Winter backcountry sports such as skiing and snowshoeing have experienced a tremendous increase in popularity in recent decades in the European Alps. Recreationists commonly encounter other recreationists on their route. Because enjoying solitude and being close to nature are important motivations for pursing winter backcountry activities, crowding on backcountry routes is highly likely to diminish recreational experiences, with potential consequences for nature and recreationists. This study explored perceptions of and responses to crowding among Swiss backcountry skiers and snowshoers, using an online survey that asked about their motivations for pursing their activity and gauged their perception of crowding using the ‘‘people at one time’’ approach. Each of the 830 participants rated 4 scenarios on a 9-point Likert scale ranging from ‘‘far too few people’’ to ‘‘far too many people’’ and answered follow-up questions about potential displacement choices in response to perceived crowding.
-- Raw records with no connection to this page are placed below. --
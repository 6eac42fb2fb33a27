//! Session state for the current visitor.
//!
//! SYSTEM CONTEXT
//! ==============
//! Read by the navigation guard on every attempt; written by whatever signs
//! the user in or out.

pub mod storage;
pub mod store;

pub use storage::{LocalStorage, MemoryStorage, SessionStorage, StorageError};
pub use store::{AuthSource, SessionStore, SessionUser};
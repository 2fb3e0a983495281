#[cfg(test)]
mod tests {
    use patchup::libs::download::{file_name_from_disposition, megabytes_rounded_up, DEFAULT_ARCHIVE_NAME};

    #[test]
    fn test_filename_with_quotes() {
        let value = r#"attachment; filename="Default Windows desktop 32-bit.zip""#;
        assert_eq!(file_name_from_disposition(value).as_deref(), Some("Default Windows desktop 32-bit.zip"));
    }

    #[test]
    fn test_filename_without_quotes() {
        let value = "attachment; filename=build-42.zip";
        assert_eq!(file_name_from_disposition(value).as_deref(), Some("build-42.zip"));
    }

    #[test]
    fn test_filename_parameter_order_does_not_matter() {
        let value = r#"attachment; size=123; filename="client.zip"; creation-date="Thu, 01 Jan"#;
        assert_eq!(file_name_from_disposition(value).as_deref(), Some("client.zip"));
    }

    #[test]
    fn test_missing_filename_parameter() {
        assert_eq!(file_name_from_disposition("attachment"), None);
        assert_eq!(file_name_from_disposition("inline; size=4"), None);
    }

    #[test]
    fn test_empty_filename_is_rejected() {
        assert_eq!(file_name_from_disposition(r#"attachment; filename="""#), None);
        assert_eq!(file_name_from_disposition("attachment; filename="), None);
    }

    #[test]
    fn test_filename_is_reduced_to_its_final_component() {
        let value = r#"attachment; filename="../escape.zip""#;
        assert_eq!(file_name_from_disposition(value).as_deref(), Some("escape.zip"));

        let value = "attachment; filename=/tmp/absolute.zip";
        assert_eq!(file_name_from_disposition(value).as_deref(), Some("absolute.zip"));

        let value = r#"attachment; filename="..\..\windows-style.zip""#;
        assert_eq!(file_name_from_disposition(value).as_deref(), Some("windows-style.zip"));
    }

    #[test]
    fn test_filename_that_is_only_a_path_is_rejected() {
        assert_eq!(file_name_from_disposition(r#"attachment; filename="..""#), None);
        assert_eq!(file_name_from_disposition(r#"attachment; filename="../""#), None);
        assert_eq!(file_name_from_disposition("attachment; filename=/"), None);
    }

    #[test]
    fn test_default_archive_name_is_a_zip() {
        assert!(DEFAULT_ARCHIVE_NAME.ends_with(".zip"));
    }

    #[test]
    fn test_megabyte_figure_rounds_up() {
        assert_eq!(megabytes_rounded_up(0), 0);
        assert_eq!(megabytes_rounded_up(1), 1);
        assert_eq!(megabytes_rounded_up(999_999), 1);
        assert_eq!(megabytes_rounded_up(1_000_000), 1);
        assert_eq!(megabytes_rounded_up(1_000_001), 2);
        assert_eq!(megabytes_rounded_up(42_500_000), 43);
    }
}
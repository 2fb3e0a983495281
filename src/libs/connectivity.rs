//! Outbound connectivity probe.
//!
//! One lightweight fetch against a well-known host decides whether any
//! remote work is attempted this run. The response content is ignored;
//! only reachability matters.

use crate::msg_debug;
use reqwest::Client;
use std::time::Duration;

/// Well-known host used to test for a working internet connection.
pub const PROBE_URL: &str = "http://www.google.com";

/// Timeout for the probe request. Kept short so an offline run falls
/// through to the launcher quickly.
pub const PROBE_TIMEOUT: Duration = Duration::from_secs(5);

/// Returns whether outbound network access is currently available.
///
/// Any response counts as online; any transport-level error (DNS, timeout,
/// refused connection) counts as offline. Never returns an error.
pub async fn is_online(client: &Client) -> bool {
    msg_debug!(format!("checking connectivity against {}", PROBE_URL));
    client.get(PROBE_URL).timeout(PROBE_TIMEOUT).send().await.is_ok()
}
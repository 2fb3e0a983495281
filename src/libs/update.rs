//! Update decision logic.
//!
//! Compares the newest remote build against the installed version and,
//! when the operator has a say, asks. The decision is pure apart from the
//! injected confirmation capability, which keeps it testable without a
//! terminal.

use crate::api::cloud_build::RemoteBuild;
use crate::libs::confirm::Confirm;
use crate::libs::messages::Message;
use crate::libs::settings::AppSettings;
use crate::msg_print;
use anyhow::Result;

/// What one run of the update pipeline did. Drives whether the installed
/// version is persisted and what the operator is told before launch.
#[derive(Debug, Clone, PartialEq)]
pub enum UpdateOutcome {
    /// Remote build is not newer than the installed one.
    NoUpdateNeeded,
    /// A newer build exists but the operator said no.
    DeclinedByUser,
    /// A newer build was downloaded and installed.
    Applied(i64),
    /// The download or install step failed; the old install stays.
    Failed(String),
}

/// Verdict of the decision step, before any download happens.
#[derive(Debug, Clone, Copy, PartialEq, Eq)]
pub enum Decision {
    Proceed,
    NoUpdateNeeded,
    Declined,
}

/// Decides whether to apply an available remote build.
///
/// An update is available iff `remote.build_number > settings.version`;
/// the `-1` never-installed sentinel makes a first run always eligible.
/// With auto-update on, an available update proceeds unconditionally.
/// Otherwise the operator is asked and anything but a yes leaves the old
/// install in place.
pub fn decide(remote: &RemoteBuild, settings: &AppSettings, confirm: &mut dyn Confirm) -> Result<Decision> {
    if remote.build_number <= settings.version {
        return Ok(Decision::NoUpdateNeeded);
    }

    msg_print!(Message::NewBuildFound(remote.build_number));

    if settings.auto_update {
        return Ok(Decision::Proceed);
    }

    if confirm.confirm(&Message::PromptConfirmUpdate.to_string())? {
        Ok(Decision::Proceed)
    } else {
        Ok(Decision::Declined)
    }
}
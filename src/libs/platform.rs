//! Platform detection and the per-platform install/launch strategy.
//!
//! The host OS is inspected exactly once, producing a [`PlatformProfile`]
//! that every later step receives as a parameter. Build target naming,
//! artifact paths, and launch path construction all live here, so adding a
//! third platform touches one file.

use crate::libs::messages::Message;
use crate::msg_warning;
use std::env;
use std::path::PathBuf;

/// Build variant identifier understood by the build service.
#[derive(Debug, Clone, Copy, PartialEq, Eq)]
pub enum PlatformTag {
    Windows,
    MacLike,
}

impl PlatformTag {
    /// Platform name used in the build service query string.
    pub fn api_name(&self) -> &'static str {
        match self {
            PlatformTag::Windows => "standalonewindows",
            PlatformTag::MacLike => "standaloneosxintel",
        }
    }
}

/// Per-platform strategy derived fresh each run; never persisted.
///
/// Windows treats the client as a file (.exe) inside an install folder,
/// macOS as an app bundle directory extracted next to the launcher.
#[derive(Debug, Clone)]
pub struct PlatformProfile {
    pub tag: PlatformTag,
    /// Expected path of the installed artifact after extraction.
    pub artifact_path: PathBuf,
    /// Folder the Windows archive is extracted into.
    pub install_dir: PathBuf,
}

impl PlatformProfile {
    /// Detects the running OS and returns its profile.
    pub fn detect() -> Self {
        Self::from_os(env::consts::OS)
    }

    /// Maps an OS identifier to a profile. Total: unrecognized identifiers
    /// fall back to Windows with a warning so the tool stays usable even
    /// on misdetection.
    pub fn from_os(os: &str) -> Self {
        match os {
            "windows" => Self::windows(),
            "macos" => Self::mac_like(),
            other => {
                msg_warning!(Message::OsDetectFallback(other.to_string()));
                Self::windows()
            }
        }
    }

    fn windows() -> Self {
        Self {
            tag: PlatformTag::Windows,
            artifact_path: PathBuf::from("Default Windows desktop 32-bit.exe"),
            install_dir: PathBuf::from("game"),
        }
    }

    fn mac_like() -> Self {
        Self {
            tag: PlatformTag::MacLike,
            artifact_path: PathBuf::from("Default Mac desktop 32-bit.app"),
            install_dir: PathBuf::from("game"),
        }
    }

    /// Path the launcher starts: install-folder-prefixed on Windows, the
    /// bare bundle path on macOS.
    pub fn launch_target(&self) -> PathBuf {
        match self.tag {
            PlatformTag::Windows => self.install_dir.join(&self.artifact_path),
            PlatformTag::MacLike => self.artifact_path.clone(),
        }
    }
}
Participants rarely perceived backcountry routes as having too few people but often perceived them as crowded. We found only minor differences in perceptions of crowding among participants pursuing different activities or those with different motivations. The most common reaction to perceived crowding was to avoid the route in the future, and the next most common was to adjust a route to avoid the crowd on the day in question. This indicates that crowding is likely to lead to short- and long-term spatial displacement of winter backcountry sport activities. This is likely to have a negative impact on wildlife—as well as on backcountry recreationists’ safety, because they might inadvertently enter avalanche-prone areas.